Дима с интересом взглянул на своего друга.

— Альберт дал ей чашку с разными крупами… И…

— Злая мачеха смешала мешок пшена и мешок гороха? — улыбнулся Лесков.

— Ты ржешь сейчас, а у меня буквально челюсть отвисла, когда она за пару секунд разделила все крупы — гречку, рис, овсянку… Ну, там были какие-то неточности, но в целом… И, когда она использует свои способности, комната больше не ходит ходуном, нет даже ветерка. Иногда я смотрю на нее и думаю, как я могу оставаться для нее авторитетом, когда она в любую секунду…

— Но ведь такой секунды до сих пор не наступило? — спросил Дима.

— Нет. Вне тренировок она не применяет свои способности. Во всяком случае при мне. Но Лось говорил, что она иногда распугивает других детей, если те пытаются ее как-то задеть. В принципе, правильно делает, но мне не нравится, что моя Дашка ее опасается.
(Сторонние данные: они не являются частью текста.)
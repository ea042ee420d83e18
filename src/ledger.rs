/*!
 * Durable record of failed (file, language) pairs.
 *
 * The ledger is a plain text file with one `path|language` line per failure.
 * Appends happen one complete line at a time; the retry pass replaces the whole
 * file once, atomically, with the records that are still failing. All writes
 * go through a single lock so concurrent file pipelines never interleave lines.
 */

use log::{info, warn};
use parking_lot::Mutex;
use std::fmt;
use std::fs::{self, OpenOptions};
use std::future::Future;
use std::io::{ErrorKind, Write};
use std::path::{Path, PathBuf};
use tempfile::NamedTempFile;

use crate::errors::LedgerError;

/// Ledger file name used when none is configured
pub const DEFAULT_LEDGER_FILE: &str = "failed_translations.log";

const FIELD_SEPARATOR: char = '|';

/// A file that could not be translated into a language
#[derive(Debug, Clone, PartialEq, Eq, Hash)]
pub struct FailureRecord {
    pub path: PathBuf,
    pub language: String,
}

impl FailureRecord {
    pub fn new(path: impl Into<PathBuf>, language: impl Into<String>) -> Self {
        Self {
            path: path.into(),
            language: language.into(),
        }
    }

    /// Serialized form, without the trailing newline
    pub fn to_line(&self) -> String {
        format!("{}{}{}", self.path.display(), FIELD_SEPARATOR, self.language)
    }

    /// Parse one ledger line.
    ///
    /// The language is everything after the last separator, so paths may
    /// themselves contain one. Both fields must be non-empty.
    pub fn parse_line(line: &str) -> Option<Self> {
        let line = line.trim_end_matches(['\r', '\n']);
        let (path, language) = line.rsplit_once(FIELD_SEPARATOR)?;
        let language = language.trim();
        if path.is_empty() || language.is_empty() {
            return None;
        }
        Some(Self::new(path, language))
    }
}

impl fmt::Display for FailureRecord {
    fn fmt(&self, f: &mut fmt::Formatter<'_>) -> fmt::Result {
        write!(f, "{} ({})", self.path.display(), self.language)
    }
}

/// What happened to one record during a retry pass
#[derive(Debug, Clone, PartialEq, Eq)]
pub enum RetryOutcome {
    /// Translated; the record leaves the ledger
    Succeeded,
    /// Failed again; the record stays
    Failed(String),
    /// Can never succeed (file gone, unsupported); the record leaves the ledger
    Dropped(String),
    /// The run was interrupted; the pass stops and the ledger is left untouched
    Interrupted,
}

/// Result of a retry pass
#[derive(Debug, Clone, Default, PartialEq, Eq)]
pub struct RetrySummary {
    pub succeeded: Vec<FailureRecord>,
    pub still_failing: Vec<FailureRecord>,
    pub dropped: Vec<FailureRecord>,
    pub interrupted: bool,
}

impl RetrySummary {
    pub fn attempted(&self) -> usize {
        self.succeeded.len() + self.still_failing.len() + self.dropped.len()
    }
}

/// Append-only failure log with a whole-file rewrite for retry passes
#[derive(Debug)]
pub struct FailureLedger {
    path: PathBuf,
    lock: Mutex<()>,
}

impl FailureLedger {
    pub fn new(path: impl Into<PathBuf>) -> Self {
        Self {
            path: path.into(),
            lock: Mutex::new(()),
        }
    }

    pub fn path(&self) -> &Path {
        &self.path
    }

    fn io_error(&self, source: std::io::Error) -> LedgerError {
        LedgerError::Io {
            path: self.path.clone(),
            source,
        }
    }

    /// Append one record, creating the ledger if needed
    pub fn record(&self, record: &FailureRecord) -> Result<(), LedgerError> {
        let line = format!("{}\n", record.to_line());

        let _guard = self.lock.lock();
        let mut file = OpenOptions::new()
            .create(true)
            .append(true)
            .open(&self.path)
            .map_err(|e| self.io_error(e))?;
        file.write_all(line.as_bytes()).map_err(|e| self.io_error(e))?;
        file.sync_data().map_err(|e| self.io_error(e))?;
        Ok(())
    }

    /// All parseable records, in file order. A missing ledger is empty.
    pub fn list_all(&self) -> Result<Vec<FailureRecord>, LedgerError> {
        let content = {
            let _guard = self.lock.lock();
            match fs::read_to_string(&self.path) {
                Ok(content) => content,
                Err(e) if e.kind() == ErrorKind::NotFound => return Ok(Vec::new()),
                Err(e) => return Err(self.io_error(e)),
            }
        };

        let mut records = Vec::new();
        for (number, line) in content.lines().enumerate() {
            if line.trim().is_empty() {
                continue;
            }
            match FailureRecord::parse_line(line) {
                Some(record) => records.push(record),
                None => warn!(
                    "Skipping malformed line {} in {}: {:?}",
                    number + 1,
                    self.path.display(),
                    line
                ),
            }
        }
        Ok(records)
    }

    /// Atomically replace the ledger contents with `records`
    pub fn rewrite(&self, records: &[FailureRecord]) -> Result<(), LedgerError> {
        let content: String = records
            .iter()
            .map(|r| format!("{}\n", r.to_line()))
            .collect();
        let dir = match self.path.parent() {
            Some(parent) if !parent.as_os_str().is_empty() => parent.to_path_buf(),
            _ => PathBuf::from("."),
        };

        let _guard = self.lock.lock();
        let mut temp = NamedTempFile::new_in(&dir).map_err(|e| self.io_error(e))?;
        temp.write_all(content.as_bytes()).map_err(|e| self.io_error(e))?;
        temp.as_file().sync_all().map_err(|e| self.io_error(e))?;
        temp.persist(&self.path).map_err(|e| self.io_error(e.error))?;
        Ok(())
    }

    /// Retry every record in ledger order and keep only the ones that still fail.
    ///
    /// The ledger is rewritten once, after the last record. If `retry` reports
    /// an interruption the pass stops there and the ledger is not touched.
    pub async fn retry_pass<F, Fut>(&self, mut retry: F) -> Result<RetrySummary, LedgerError>
    where
        F: FnMut(FailureRecord) -> Fut,
        Fut: Future<Output = RetryOutcome>,
    {
        let records = self.list_all()?;
        let mut summary = RetrySummary::default();
        if records.is_empty() {
            info!("No failed translations to retry in {}", self.path.display());
            return Ok(summary);
        }

        info!("Retrying {} failed translation(s)", records.len());
        for record in records {
            match retry(record.clone()).await {
                RetryOutcome::Succeeded => {
                    info!("Retry succeeded: {}", record);
                    summary.succeeded.push(record);
                }
                RetryOutcome::Failed(reason) => {
                    warn!("Retry failed: {}: {}", record, reason);
                    summary.still_failing.push(record);
                }
                RetryOutcome::Dropped(reason) => {
                    warn!("Dropping {} from the ledger: {}", record, reason);
                    summary.dropped.push(record);
                }
                RetryOutcome::Interrupted => {
                    warn!("Retry pass interrupted; ledger left unchanged");
                    summary.interrupted = true;
                    return Ok(summary);
                }
            }
        }

        self.rewrite(&summary.still_failing)?;
        Ok(summary)
    }
}
/*!
 * Tests for size-bounded batching
 */

use resxai::formats::ResourceEntries;
use resxai::translation::batch::{Batcher, CHARS_PER_TOKEN, DEFAULT_MAX_TOKENS, entry_footprint};

/// Entries of varied lengths, including one far over any small budget
fn varied_entries() -> ResourceEntries {
    (0..40)
        .map(|i| {
            let text = match i {
                7 => "x".repeat(500),
                _ => "word ".repeat(i % 9 + 1),
            };
            (format!("Key{:02}", i), text)
        })
        .collect()
}

/// Test that batches concatenate back to the input keys in order for many budgets
#[test]
fn test_batch_withVariousBudgets_shouldPreserveKeysAndOrder() {
    let entries = varied_entries();
    let expected = entries.keys();

    for budget in [1, 5, 10, 25, 60, 200, 10_000] {
        let batches = Batcher::new(budget).batch(&entries);
        let keys: Vec<String> = batches
            .iter()
            .flat_map(|b| b.keys().map(str::to_string).collect::<Vec<_>>())
            .collect();
        assert_eq!(keys, expected, "budget {}", budget);
        assert!(batches.iter().all(|b| !b.is_empty()), "budget {}", budget);
    }
}

/// Test that only singleton batches may exceed the budget
#[test]
fn test_batch_withVariousBudgets_shouldRespectBudgetExceptSingletons() {
    let entries = varied_entries();

    for budget in [1, 5, 10, 25, 60, 200] {
        let batcher = Batcher::new(budget);
        for batch in batcher.batch(&entries) {
            assert!(
                batch.footprint() <= batcher.max_chars() || batch.len() == 1,
                "budget {} produced an oversized batch of {}",
                budget,
                batch.len()
            );
        }
    }
}

/// Test that the footprint of a batch is the sum of its entries' footprints
#[test]
fn test_batch_footprint_shouldSumEntryFootprints() {
    let entries = varied_entries();
    for batch in Batcher::new(30).batch(&entries) {
        let sum: usize = batch.entries().iter().map(entry_footprint).sum();
        assert_eq!(batch.footprint(), sum);
    }
}

/// Test that batching is greedy: the next batch's first entry would not have fit
#[test]
fn test_batch_shouldBeGreedy() {
    let entries = varied_entries();
    let batcher = Batcher::new(40);
    let batches = batcher.batch(&entries);

    for pair in batches.windows(2) {
        let next_first = entry_footprint(&pair[1].entries()[0]);
        assert!(pair[0].footprint() + next_first > batcher.max_chars());
    }
}

/// Test that non-positive budgets use the default and still cover every entry
#[test]
fn test_batch_withNonPositiveBudget_shouldUseDefaultAndTerminate() {
    let entries = varied_entries();
    let default_batches = Batcher::new(DEFAULT_MAX_TOKENS).batch(&entries);

    for budget in [0, -1, i64::MIN] {
        let batcher = Batcher::new(budget);
        assert_eq!(batcher.max_chars(), DEFAULT_MAX_TOKENS as usize * CHARS_PER_TOKEN);
        assert_eq!(batcher.batch(&entries), default_batches);
    }
}

/// Test that an entry larger than the budget travels alone
#[test]
fn test_batch_withOversizedEntry_shouldIsolateIt() {
    let long = "Lorem ipsum ".repeat(100);
    let entries: ResourceEntries = [
        ("Before", "short"),
        ("Huge", long.as_str()),
        ("After", "short"),
    ]
    .into_iter()
    .collect();

    let batches = Batcher::new(20).batch(&entries);
    let huge = batches
        .iter()
        .find(|b| b.keys().any(|k| k == "Huge"))
        .unwrap();

    assert_eq!(huge.len(), 1);
    assert!(huge.footprint() > 80);
}
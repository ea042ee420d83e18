// Module-specific lints configuration
#![allow(clippy::uninlined_format_args)]

use anyhow::{Context, Result};
use clap::{CommandFactory, Parser, Subcommand, ValueEnum};
use clap_complete::{Shell, generate};
use log::{Level, LevelFilter, Log, Metadata, Record, SetLoggerError, error, info, warn};
use std::io::Write;
use std::path::PathBuf;
use tokio_util::sync::CancellationToken;

use resxai::app_config::{Config, LogLevel};
use resxai::app_controller::Controller;

/// CLI Wrapper for LogLevel to implement ValueEnum
#[derive(Debug, Clone, Copy, ValueEnum)]
enum CliLogLevel {
    Error,
    Warn,
    Info,
    Debug,
    Trace,
}

impl From<CliLogLevel> for LogLevel {
    fn from(cli_level: CliLogLevel) -> Self {
        match cli_level {
            CliLogLevel::Error => LogLevel::Error,
            CliLogLevel::Warn => LogLevel::Warn,
            CliLogLevel::Info => LogLevel::Info,
            CliLogLevel::Debug => LogLevel::Debug,
            CliLogLevel::Trace => LogLevel::Trace,
        }
    }
}

#[derive(Subcommand, Debug)]
enum Commands {
    /// Generate shell completions for resxai
    Completions {
        /// Shell to generate completions for
        #[arg(value_enum)]
        shell: Shell,
    },
}

/// ResxAI - localization resource translation with AI
///
/// Translates .resx and flat .json resource files through an
/// OpenAI-compatible chat-completion API.
#[derive(Parser, Debug)]
#[command(name = "resxai")]
#[command(version)]
#[command(about = "AI-powered .resx / .json resource translation tool")]
#[command(subcommand_negates_reqs = true)]
#[command(long_about = "ResxAI translates .resx and flat .json localization files using an OpenAI-compatible API.

EXAMPLES:
    resxai -i Strings.resx -l fr -m gpt-4o-mini          # Writes Strings.fr.resx
    resxai -i ./Resources -l de -m gpt-4o-mini           # Mirrors into ./Resources_de
    resxai -i i18n/app.en.json -l es                     # Writes i18n/app.es.json
    resxai --retry                                       # Retry files recorded as failed
    resxai completions bash > resxai.bash                # Generate bash completions

CONFIGURATION:
    Configuration is stored in conf.json by default. You can specify a different
    config file with --config. If the config file doesn't exist, a default one
    will be created automatically. Command line flags override the file.")]
struct CommandLineOptions {
    #[command(subcommand)]
    command: Option<Commands>,

    /// Input .resx/.json file or directory to translate
    #[arg(short, long, value_name = "PATH", required_unless_present = "retry")]
    input: Option<PathBuf>,

    /// Target language code (e.g., 'fr', 'de', 'pt-BR')
    #[arg(short, long, required_unless_present = "retry")]
    language: Option<String>,

    /// API key for the completion endpoint
    #[arg(short = 'k', long = "apikey", env = "OPENAI_API_KEY", hide_env_values = true)]
    api_key: Option<String>,

    /// Model name to use for translation
    #[arg(short, long)]
    model: Option<String>,

    /// Retry the files recorded in the failure ledger instead of translating new input
    #[arg(long, conflicts_with_all = ["input", "language"])]
    retry: bool,

    /// Configuration file path
    #[arg(short, long, default_value = "conf.json")]
    config: PathBuf,

    /// Set logging level
    #[arg(long, value_enum)]
    log_level: Option<CliLogLevel>,
}

// @struct: Custom logger implementation
struct CustomLogger;

impl CustomLogger {
    // @initializes: Global logger
    fn init(level: LevelFilter) -> Result<(), SetLoggerError> {
        log::set_boxed_logger(Box::new(CustomLogger))?;
        log::set_max_level(level);
        Ok(())
    }

    // @returns: Emoji for log level
    fn get_emoji_for_level(level: Level) -> &'static str {
        match level {
            Level::Error => "❌ ",
            Level::Warn => "🚧 ",
            Level::Info => " ",
            Level::Debug => "🔍 ",
            Level::Trace => "📋 ",
        }
    }

    // @returns: ANSI colour for log level
    fn get_color_for_level(level: Level) -> &'static str {
        match level {
            Level::Error => "\x1B[1;31m",
            Level::Warn => "\x1B[1;33m",
            Level::Info => "\x1B[1;32m",
            Level::Debug => "\x1B[1;36m",
            Level::Trace => "\x1B[1;35m",
        }
    }
}

impl Log for CustomLogger {
    fn enabled(&self, metadata: &Metadata) -> bool {
        metadata.level() <= log::max_level()
    }

    fn log(&self, record: &Record) {
        if self.enabled(record.metadata()) {
            let now = chrono::Local::now().format("%H:%M:%S.%3f");
            let mut stderr = std::io::stderr();
            let _ = writeln!(
                stderr,
                "{}{} {} {}\x1B[0m",
                Self::get_color_for_level(record.level()),
                now,
                Self::get_emoji_for_level(record.level()),
                record.args()
            );
        }
    }

    fn flush(&self) {
        let _ = std::io::stderr().flush();
    }
}

#[tokio::main]
async fn main() -> Result<()> {
    // Initialize the logger once with info level by default
    // The level is updated after loading the config
    CustomLogger::init(LevelFilter::Info)?;

    // Usage errors exit with 1; --help and --version exit with 0
    let cli = match CommandLineOptions::try_parse() {
        Ok(cli) => cli,
        Err(e) => {
            let code = if e.use_stderr() { 1 } else { 0 };
            let _ = e.print();
            std::process::exit(code);
        }
    };

    if let Some(Commands::Completions { shell }) = cli.command {
        let mut cmd = CommandLineOptions::command();
        generate(shell, &mut cmd, "resxai", &mut std::io::stdout());
        return Ok(());
    }

    run_translate(cli).await
}

async fn run_translate(options: CommandLineOptions) -> Result<()> {
    if let Some(level) = options.log_level {
        log::set_max_level(LogLevel::from(level).to_level_filter());
    }

    let mut config = Config::load_or_create(&options.config)?;

    // Override config with CLI options if provided
    if let Some(api_key) = options.api_key {
        config.api_key = api_key;
    }
    if let Some(model) = options.model {
        config.model = model;
    }
    if let Some(level) = options.log_level {
        config.log_level = level.into();
    }
    log::set_max_level(config.log_level.to_level_filter());

    let cancel = CancellationToken::new();
    let signal_token = cancel.clone();
    tokio::spawn(async move {
        if tokio::signal::ctrl_c().await.is_ok() {
            warn!("Interrupt received, stopping after the current request");
            signal_token.cancel();
        }
    });

    let controller = Controller::with_config(config)
        .context("Configuration validation failed")?
        .with_cancellation(cancel);

    let outcome = if options.retry {
        controller.retry_failed().await.map(|summary| {
            info!(
                "Retried {} file(s): {} now translated",
                summary.attempted(),
                summary.succeeded.len()
            );
        })
    } else {
        // Both are present unless --retry, which clap enforces
        let input = options.input.unwrap_or_default();
        let language = options.language.unwrap_or_default();
        controller.run(&input, &language).await.map(|summary| {
            info!(
                "{} file(s) translated, {} failed. Output: {:?}",
                summary.translated,
                summary.failed.len(),
                summary.output
            );
        })
    };

    if let Err(e) = controller.report_failures() {
        error!("Could not read the failure ledger: {}", e);
    }
    outcome.map_err(anyhow::Error::from)
}
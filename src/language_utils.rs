//! Language utilities for ISO language code handling
//!
//! Target languages are ISO 639-1 (2-letter) codes, optionally followed by
//! region or script subtags the way .NET culture names are written
//! (`pt-BR`, `zh-Hans`). Only the primary code is checked against ISO 639-1.

use anyhow::{Result, anyhow};
use isolang::Language;

/// Validate a target language code and return it normalized.
///
/// The primary code is lowercased; subtags are kept as given.
pub fn validate_language_code(code: &str) -> Result<String> {
    let trimmed = code.trim();
    let mut parts = trimmed.split(['-', '_']);
    let primary = parts.next().unwrap_or_default().to_lowercase();

    if primary.len() != 2 || Language::from_639_1(&primary).is_none() {
        return Err(anyhow!("Invalid language code: {}", code));
    }

    let subtags: Vec<&str> = parts.collect();
    let valid_subtag = |s: &&str| (2..=8).contains(&s.len()) && s.chars().all(|c| c.is_ascii_alphanumeric());
    if !subtags.iter().all(valid_subtag) {
        return Err(anyhow!("Invalid language code: {}", code));
    }

    if subtags.is_empty() {
        Ok(primary)
    } else {
        Ok(format!("{}-{}", primary, subtags.join("-")))
    }
}

/// Get the English language name for a code
pub fn get_language_name(code: &str) -> Result<String> {
    let normalized = validate_language_code(code)?;
    let primary = normalized.split('-').next().unwrap_or_default();
    let lang = Language::from_639_1(primary)
        .ok_or_else(|| anyhow!("Failed to get language from code: {}", code))?;

    Ok(lang.to_name().to_string())
}
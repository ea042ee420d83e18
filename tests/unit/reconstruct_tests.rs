/*!
 * Tests for positional reconstruction
 */

use resxai::translation::{TranslatedBatch, TranslatedPair, key_divergences, reconstruct};

fn keys(names: &[&str]) -> Vec<String> {
    names.iter().map(|n| n.to_string()).collect()
}

fn reply(content: &str) -> TranslatedBatch {
    TranslatedBatch::decode(content).unwrap()
}

/// Test that keys [a,b,c] with values [X,Y] map to {a:X, b:Y}
#[test]
fn test_reconstruct_withUndersupply_shouldMapByPosition() {
    let mapping = reconstruct(&keys(&["a", "b", "c"]), &[reply(r#"[{"a":"X"},{"b":"Y"}]"#)]);

    assert_eq!(mapping.keys(), vec!["a", "b"]);
    assert_eq!(mapping.get("a"), Some("X"));
    assert_eq!(mapping.get("b"), Some("Y"));
    assert_eq!(mapping.get("c"), None);
}

/// Test that values flow across batch boundaries in order
#[test]
fn test_reconstruct_withSeveralBatches_shouldFlattenInOrder() {
    let batches = [
        reply(r#"[{"a":"1"},{"b":"2"}]"#),
        reply(r#"[{"c":"3"}]"#),
        reply(r#"{"d":"4"}"#),
    ];
    let mapping = reconstruct(&keys(&["a", "b", "c", "d"]), &batches);

    let values: Vec<&str> = mapping.iter().map(|e| e.text.as_str()).collect();
    assert_eq!(values, vec!["1", "2", "3", "4"]);
}

/// Test that the backend's keys do not change the matching
#[test]
fn test_reconstruct_withRenamedKeys_shouldStillUseOriginalKeys() {
    let keys = keys(&["Title", "Body"]);
    let batches = [reply(r#"[{"title":" Titre "},{"Corps":"Texte\n"}]"#)];

    let mapping = reconstruct(&keys, &batches);
    assert_eq!(mapping.get("Title"), Some("Titre"));
    assert_eq!(mapping.get("Body"), Some("Texte"));

    let divergences = key_divergences(&keys, &batches);
    let positions: Vec<usize> = divergences.iter().map(|d| d.position).collect();
    assert_eq!(positions, vec![0, 1]);
    assert_eq!(divergences[1].returned, "Corps");
}

/// Test that an oversupplied reply is cut at the number of keys
#[test]
fn test_reconstruct_withOversupply_shouldIgnoreExtraValues() {
    let batch = TranslatedBatch::new(vec![
        TranslatedPair { key: "a".to_string(), text: "A".to_string() },
        TranslatedPair { key: "extra".to_string(), text: "E".to_string() },
    ]);
    let mapping = reconstruct(&keys(&["a"]), &[batch]);

    assert_eq!(mapping.len(), 1);
    assert!(key_divergences(&keys(&["a"]), &[]).is_empty());
}
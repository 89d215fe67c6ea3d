//! cli::commands::modules
//!
//! List stored modules.

use anyhow::Result;

use super::{load_config, open_store};
use crate::cli::Context;
use crate::store::ModuleStore;

/// Run the modules command.
pub fn modules(ctx: &Context, source: Option<&str>) -> Result<()> {
    let rt = tokio::runtime::Runtime::new()?;
    rt.block_on(modules_async(ctx, source))
}

async fn modules_async(ctx: &Context, source: Option<&str>) -> Result<()> {
    let config = load_config(ctx)?;
    let store = open_store(&config)?;
    let modules: Vec<_> = store
        .list_modules()
        .await?
        .into_iter()
        .filter(|m| source.map_or(true, |s| m.source == s))
        .collect();

    if modules.is_empty() {
        if !ctx.quiet {
            println!("No modules.");
        }
        return Ok(());
    }

    for module in &modules {
        println!(
            "{}  {:<24} {:<10} {}@{}",
            module.id.short(),
            module.name(),
            module.version(),
            module.source,
            module.channel
        );
        if ctx.debug {
            println!(
                "    added {}  updated {}  configs {}",
                module.added.to_rfc3339(),
                module.updated.to_rfc3339(),
                module.definition.configs.len()
            );
        }
    }
    Ok(())
}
— Дашка? Ты про ту учительницу, с которой…

— Да, Дарья Максимовна… Мы с ней немножко заигрались. В последнее время она слишком часто вызывала меня к себе, чтобы пожаловаться на плохое поведение моей дочери. Ну мы с ней и… В принципе, она нормальная, только сомневаюсь, что Вика адекватно воспримет ее. Дашка считает, что детская ревность — это частое явление, но пока тоже не горит желанием рассказывать мелкой о нас. Я, в принципе, не против: пока не определился в своем отношении к ней. Как считаешь, стоит ли впускать ее в душу?

— Это то же самое, что спрашивать: верить ли в Бога? Ты сам должен это почувствовать, — ответил Дмитрий, невольно снова вспомнив о своей девушке. Мысль о том, что ей досталось от отца, показалась чертовски неприятной. Главное, чтобы они не поссорились всерьез: что Полковник, что Эрика — оба были вспыльчивы.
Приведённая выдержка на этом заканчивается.